Although the code block above may seem to be getting out of hand and too large for just making a graph, saving the code within a script allows for easy changes and further manipulation from a user. Commonly, someone else working on a project may have suggested changes for a graphic. By saving your output as a nice code block (preferably a script), when changes are requested, only small updates to the code are needed, and then the graphic can be recompiled quickly with the requested changes. This is far preferable to a GUI interface, where you may have to click you way through many options to reformat the graph, whereas by having a large code block, you need only alter the requested lines. At first I recall being unsure about this style. As my work and research has grown, I now handle a large number of very intricate and highly customized graphics for publications, books, and lecture materials with ease.

14.3.3 Log Scales

For this example, lets create a ggplot graphic from the the ACS data of the Lock5Data package. The plot looks at information about Income (in thousands of dollars) against an individuals Age. A simple ggplot scatter graph of the data might be prepared using the following.

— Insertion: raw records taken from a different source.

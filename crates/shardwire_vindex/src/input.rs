//! Accepted input shapes for vindex mapping.

use shardwire_types::Value;

/// A column value handed to a vindex.
///
/// Each variant documents which shapes it accepts; anything else is an
/// `UnsupportedInput` error rather than a silent default.
#[derive(Debug, Clone, PartialEq, Eq, Hash)]
pub enum VindexInput {
    /// Raw bytes.
    Bytes(Vec<u8>),
    /// A storage value exposing raw bytes.
    Value(Value),
    /// A signed integer.
    Int(i64),
    /// An unsigned integer.
    Uint(u64),
    /// A text string.
    Text(String),
}

impl VindexInput {
    /// Returns the kind name, for error messages.
    pub fn kind(&self) -> &'static str {
        match self {
            VindexInput::Bytes(_) => "bytes",
            VindexInput::Value(_) => "value",
            VindexInput::Int(_) => "int",
            VindexInput::Uint(_) => "uint",
            VindexInput::Text(_) => "text",
        }
    }

    /// Returns the raw bytes for byte-shaped inputs.
    pub fn raw_bytes(&self) -> Option<&[u8]> {
        match self {
            VindexInput::Bytes(b) => Some(b),
            VindexInput::Value(v) => Some(v.raw()),
            _ => None,
        }
    }

    /// Returns the value as `u64` for integral inputs.
    ///
    /// Negative signed integers are reinterpreted as their two's complement
    /// bit pattern, so every `i64` has a distinct image.
    pub fn as_u64(&self) -> Option<u64> {
        match self {
            VindexInput::Uint(v) => Some(*v),
            VindexInput::Int(v) => Some(*v as u64),
            VindexInput::Value(v) if v.ty().is_integral() => {
                v.to_u64().or_else(|| v.to_i64().map(|i| i as u64))
            }
            _ => None,
        }
    }

    /// Returns a canonical byte encoding usable as a lookup key.
    ///
    /// Integers encode as decimal text so that `Int(7)`, `Uint(7)` and an
    /// integral `Value` holding `7` share one lookup row.
    pub fn lookup_key(&self) -> Vec<u8> {
        match self {
            VindexInput::Bytes(b) => b.clone(),
            VindexInput::Value(v) => v.raw().to_vec(),
            VindexInput::Int(v) => v.to_string().into_bytes(),
            VindexInput::Uint(v) => v.to_string().into_bytes(),
            VindexInput::Text(s) => s.as_bytes().to_vec(),
        }
    }
}

impl From<&[u8]> for VindexInput {
    fn from(b: &[u8]) -> Self {
        VindexInput::Bytes(b.to_vec())
    }
}

impl From<Value> for VindexInput {
    fn from(v: Value) -> Self {
        VindexInput::Value(v)
    }
}

impl From<u64> for VindexInput {
    fn from(v: u64) -> Self {
        VindexInput::Uint(v)
    }
}

impl From<i64> for VindexInput {
    fn from(v: i64) -> Self {
        VindexInput::Int(v)
    }
}

impl From<&str> for VindexInput {
    fn from(s: &str) -> Self {
        VindexInput::Text(s.to_string())
    }
}

#[cfg(test)]
mod tests {
    use super::*;

    #[test]
    fn integral_views() {
        assert_eq!(VindexInput::Uint(9).as_u64(), Some(9));
        assert_eq!(VindexInput::Int(-1).as_u64(), Some(u64::MAX));
        assert_eq!(VindexInput::Value(Value::from_u64(12)).as_u64(), Some(12));
        assert_eq!(VindexInput::Value(Value::from_i64(-2)).as_u64(), Some(u64::MAX - 1));
        assert_eq!(VindexInput::Value(Value::from_text("12")).as_u64(), None);
        assert_eq!(VindexInput::Text("12".into()).as_u64(), None);
    }

    #[test]
    fn lookup_keys_agree_across_integer_shapes() {
        let a = VindexInput::Int(7).lookup_key();
        let b = VindexInput::Uint(7).lookup_key();
        let c = VindexInput::Value(Value::from_u64(7)).lookup_key();
        assert_eq!(a, b);
        assert_eq!(b, c);
    }
}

# Import the data and drop any zeros
data('ACS', package='Lock5Data') 
ACS <- ACS %>%
  drop_na() %>% filter(Income > 0)
ggplot(ACS, aes(x=Age, y=Income)) +
    geom_point()

Plotting the raw data results in an ugly graph because six observations dominate the graph and the bulk of the data (income < $\$100,000$ ) is squished together. One solution is to plot income on the $\log_{10}$ scale. Lets plot the log10 data next to the original graph using a plot_grid() for easy comparison.

cowplot::plot_grid(
  ggplot(ACS, aes(x=Age, y=Income)) +
    geom_point(),
  ggplot(ACS, aes(x=Age, y=log10(Income))) +
    geom_point()
)

Although our changes to the log-scale worked well to see the trend of peak earning happening in a persons 40s and 50s, the scale is difficult for me to understand (what does $\log_{10}\left(X\right)=1$ mean here? Oh right, that is $10^{1}=X$ so that is the $\$10,000$ line). It would be really nice if we could do the transformation but have the labels on the original scale. Rather than changing the data, which was done in the above graph, we can use the scale_y_log10() function within our ggplot structure. This will create a graph on the log-scale, but retain the original data values. The theme() command and its options will be discussed in more detail below, but to accentuate how the log scaling works, darker minor tick colors were added.

ggplot(ACS, aes(x=Age, y=Income)) +
  geom_point() +
  scale_y_log10(breaks=c(1,10,100),
                minor=c(
                    seq(0,1,by=0.1),
                    1:10,
                    seq(10,100,by=10 ),
                    seq(100,1000,by=100))) +
  ylab('Income (1000s of dollars)') +
  theme(
    panel.grid.minor = element_line(color = "grey65", linewidth = 0.5))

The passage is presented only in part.